Stored data entries
---
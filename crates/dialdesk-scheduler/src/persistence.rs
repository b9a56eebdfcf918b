//! SQLite-backed lead and scheduled-call store.
//! One database file holds both tables; survives restarts.

use std::path::Path;
use std::sync::{Arc, Mutex};

use async_trait::async_trait;
use chrono::{DateTime, SecondsFormat, Utc};
use dialdesk_core::traits::{LeadStore, ScheduledCallStore};
use dialdesk_core::{
    CallOrigin, CallStatus, Clock, DialDeskError, Lead, LeadFilter, LeadStatus, Result,
    ScheduledCall,
};
use rusqlite::{Connection, OptionalExtension, Row, params};

pub struct SqliteStore {
    conn: Mutex<Connection>,
    clock: Arc<dyn Clock>,
}

fn db_err(e: rusqlite::Error) -> DialDeskError {
    DialDeskError::Store(format!("sqlite: {e}"))
}

fn ts(at: DateTime<Utc>) -> String {
    at.to_rfc3339_opts(SecondsFormat::Millis, true)
}

fn parse_ts(row: &Row<'_>, idx: usize) -> rusqlite::Result<DateTime<Utc>> {
    let raw: String = row.get(idx)?;
    DateTime::parse_from_rfc3339(&raw)
        .map(|d| d.with_timezone(&Utc))
        .map_err(|e| {
            rusqlite::Error::FromSqlConversionFailure(idx, rusqlite::types::Type::Text, Box::new(e))
        })
}

fn lead_from_row(row: &Row<'_>) -> rusqlite::Result<Lead> {
    let status: String = row.get(3)?;
    Ok(Lead {
        id: row.get(0)?,
        name: row.get(1)?,
        phone: row.get(2)?,
        status: status.parse().unwrap_or(LeadStatus::New),
        notes: row.get(4)?,
        created_at: parse_ts(row, 5)?,
        assigned_to: row.get(6)?,
    })
}

fn call_from_row(row: &Row<'_>) -> rusqlite::Result<ScheduledCall> {
    let status: String = row.get(3)?;
    let notes: String = row.get(4)?;
    let origin: Option<String> = row.get(5)?;
    // rows imported from note-only stores carry no origin
    let origin = match origin.as_deref() {
        Some("auto") => CallOrigin::Auto,
        Some("manual") => CallOrigin::Manual,
        _ => CallOrigin::from_notes(&notes),
    };
    Ok(ScheduledCall {
        id: row.get(0)?,
        lead_id: row.get(1)?,
        scheduled_time: parse_ts(row, 2)?,
        status: CallStatus::parse(&status),
        notes,
        origin,
        created_at: parse_ts(row, 6)?,
        updated_at: parse_ts(row, 7)?,
    })
}

const CALL_COLUMNS: &str =
    "id, lead_id, scheduled_time, status, notes, origin, created_at, updated_at";

impl SqliteStore {
    /// Open or create the database at `path`.
    pub fn open(path: &Path, clock: Arc<dyn Clock>) -> Result<Self> {
        if let Some(parent) = path.parent() {
            std::fs::create_dir_all(parent)?;
        }
        let conn = Connection::open(path).map_err(db_err)?;
        Self::with_connection(conn, clock)
    }

    pub fn open_in_memory(clock: Arc<dyn Clock>) -> Result<Self> {
        let conn = Connection::open_in_memory().map_err(db_err)?;
        Self::with_connection(conn, clock)
    }

    fn with_connection(conn: Connection, clock: Arc<dyn Clock>) -> Result<Self> {
        Self::migrate(&conn)?;
        Ok(Self {
            conn: Mutex::new(conn),
            clock,
        })
    }

    fn migrate(conn: &Connection) -> Result<()> {
        conn.execute_batch(
            "
            CREATE TABLE IF NOT EXISTS leads (
                id TEXT PRIMARY KEY,
                name TEXT NOT NULL,
                phone TEXT NOT NULL,
                status TEXT NOT NULL DEFAULT 'new',
                notes TEXT NOT NULL DEFAULT '',
                created_at TEXT NOT NULL,
                assigned_to TEXT
            );

            CREATE TABLE IF NOT EXISTS scheduled_calls (
                id TEXT PRIMARY KEY,
                lead_id TEXT NOT NULL,
                scheduled_time TEXT NOT NULL,
                status TEXT NOT NULL DEFAULT 'pending',
                notes TEXT NOT NULL DEFAULT '',
                origin TEXT,                    -- 'manual' | 'auto'; NULL for legacy rows
                created_at TEXT NOT NULL,
                updated_at TEXT NOT NULL
            );

            CREATE INDEX IF NOT EXISTS idx_calls_lead ON scheduled_calls(lead_id, scheduled_time);
            ",
        )
        .map_err(db_err)
    }

    fn conn(&self) -> Result<std::sync::MutexGuard<'_, Connection>> {
        self.conn
            .lock()
            .map_err(|_| DialDeskError::Store("sqlite connection lock poisoned".into()))
    }

    fn load_call(conn: &Connection, id: &str) -> Result<Option<ScheduledCall>> {
        conn.query_row(
            &format!("SELECT {CALL_COLUMNS} FROM scheduled_calls WHERE id = ?1"),
            params![id],
            call_from_row,
        )
        .optional()
        .map_err(db_err)
    }

    fn load_lead(conn: &Connection, id: &str) -> Result<Option<Lead>> {
        conn.query_row(
            "SELECT id, name, phone, status, notes, created_at, assigned_to FROM leads WHERE id = ?1",
            params![id],
            lead_from_row,
        )
        .optional()
        .map_err(db_err)
    }
}

#[async_trait]
impl LeadStore for SqliteStore {
    fn name(&self) -> &str {
        "sqlite"
    }

    async fn list_leads(&self, filter: &LeadFilter) -> Result<Vec<Lead>> {
        let conn = self.conn()?;
        let mut stmt = conn
            .prepare(
                "SELECT id, name, phone, status, notes, created_at, assigned_to
                 FROM leads ORDER BY created_at, id",
            )
            .map_err(db_err)?;
        let rows = stmt.query_map([], lead_from_row).map_err(db_err)?;
        let mut leads = Vec::new();
        for lead in rows {
            let lead = lead.map_err(db_err)?;
            if filter.matches(&lead) {
                leads.push(lead);
            }
        }
        Ok(leads)
    }

    async fn create_lead(&self, lead: Lead) -> Result<Lead> {
        self.conn()?
            .execute(
                "INSERT INTO leads (id, name, phone, status, notes, created_at, assigned_to)
                 VALUES (?1, ?2, ?3, ?4, ?5, ?6, ?7)",
                params![
                    lead.id,
                    lead.name,
                    lead.phone,
                    lead.status.as_str(),
                    lead.notes,
                    ts(lead.created_at),
                    lead.assigned_to,
                ],
            )
            .map_err(db_err)?;
        Ok(lead)
    }

    async fn update_lead_status(&self, id: &str, status: LeadStatus) -> Result<()> {
        let changed = self
            .conn()?
            .execute(
                "UPDATE leads SET status = ?1 WHERE id = ?2",
                params![status.as_str(), id],
            )
            .map_err(db_err)?;
        if changed == 0 {
            return Err(DialDeskError::NotFound(format!("lead {id}")));
        }
        Ok(())
    }

    async fn complete_call(&self, id: &str) -> Result<Lead> {
        let now = ts(self.clock.now());
        let mut conn = self.conn()?;
        let tx = conn.transaction().map_err(db_err)?;
        let changed = tx
            .execute(
                "UPDATE leads SET status = ?1 WHERE id = ?2",
                params![LeadStatus::CallCompleted.as_str(), id],
            )
            .map_err(db_err)?;
        if changed == 0 {
            return Err(DialDeskError::NotFound(format!("lead {id}")));
        }
        tx.execute(
            "UPDATE scheduled_calls SET status = 'completed', updated_at = ?1
             WHERE lead_id = ?2 AND status = 'pending'",
            params![now, id],
        )
        .map_err(db_err)?;
        let lead = Self::load_lead(&tx, id)?
            .ok_or_else(|| DialDeskError::NotFound(format!("lead {id}")))?;
        tx.commit().map_err(db_err)?;
        Ok(lead)
    }
}

#[async_trait]
impl ScheduledCallStore for SqliteStore {
    fn name(&self) -> &str {
        "sqlite"
    }

    async fn list_by_lead(&self, lead_id: &str) -> Result<Vec<ScheduledCall>> {
        let conn = self.conn()?;
        let mut stmt = conn
            .prepare(&format!(
                "SELECT {CALL_COLUMNS} FROM scheduled_calls
                 WHERE lead_id = ?1 ORDER BY scheduled_time, created_at, id"
            ))
            .map_err(db_err)?;
        let rows = stmt
            .query_map(params![lead_id], call_from_row)
            .map_err(db_err)?;
        rows.collect::<rusqlite::Result<Vec<_>>>().map_err(db_err)
    }

    async fn create(
        &self,
        lead_id: &str,
        time: DateTime<Utc>,
        notes: &str,
        origin: CallOrigin,
    ) -> Result<ScheduledCall> {
        let call = ScheduledCall::new(lead_id, time, notes, origin, self.clock.now());
        self.conn()?
            .execute(
                "INSERT INTO scheduled_calls
                 (id, lead_id, scheduled_time, status, notes, origin, created_at, updated_at)
                 VALUES (?1, ?2, ?3, ?4, ?5, ?6, ?7, ?8)",
                params![
                    call.id,
                    call.lead_id,
                    ts(call.scheduled_time),
                    call.status.as_str(),
                    call.notes,
                    call.origin.as_str(),
                    ts(call.created_at),
                    ts(call.updated_at),
                ],
            )
            .map_err(db_err)?;
        Ok(call)
    }

    async fn update(&self, id: &str, time: DateTime<Utc>, notes: &str) -> Result<ScheduledCall> {
        let conn = self.conn()?;
        let changed = conn
            .execute(
                "UPDATE scheduled_calls SET scheduled_time = ?1, notes = ?2, updated_at = ?3
                 WHERE id = ?4",
                params![ts(time), notes, ts(self.clock.now()), id],
            )
            .map_err(db_err)?;
        if changed == 0 {
            return Err(DialDeskError::NotFound(format!("scheduled call {id}")));
        }
        Self::load_call(&conn, id)?
            .ok_or_else(|| DialDeskError::NotFound(format!("scheduled call {id}")))
    }

    async fn delete(&self, id: &str) -> Result<()> {
        let changed = self
            .conn()?
            .execute("DELETE FROM scheduled_calls WHERE id = ?1", params![id])
            .map_err(db_err)?;
        if changed == 0 {
            return Err(DialDeskError::NotFound(format!("scheduled call {id}")));
        }
        Ok(())
    }
}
---
Each line above that has the word "auto" must be copied.

        Some("auto") => CallOrigin::Auto,
                origin TEXT,                    -- 'manual' | 'auto'; NULL for legacy rows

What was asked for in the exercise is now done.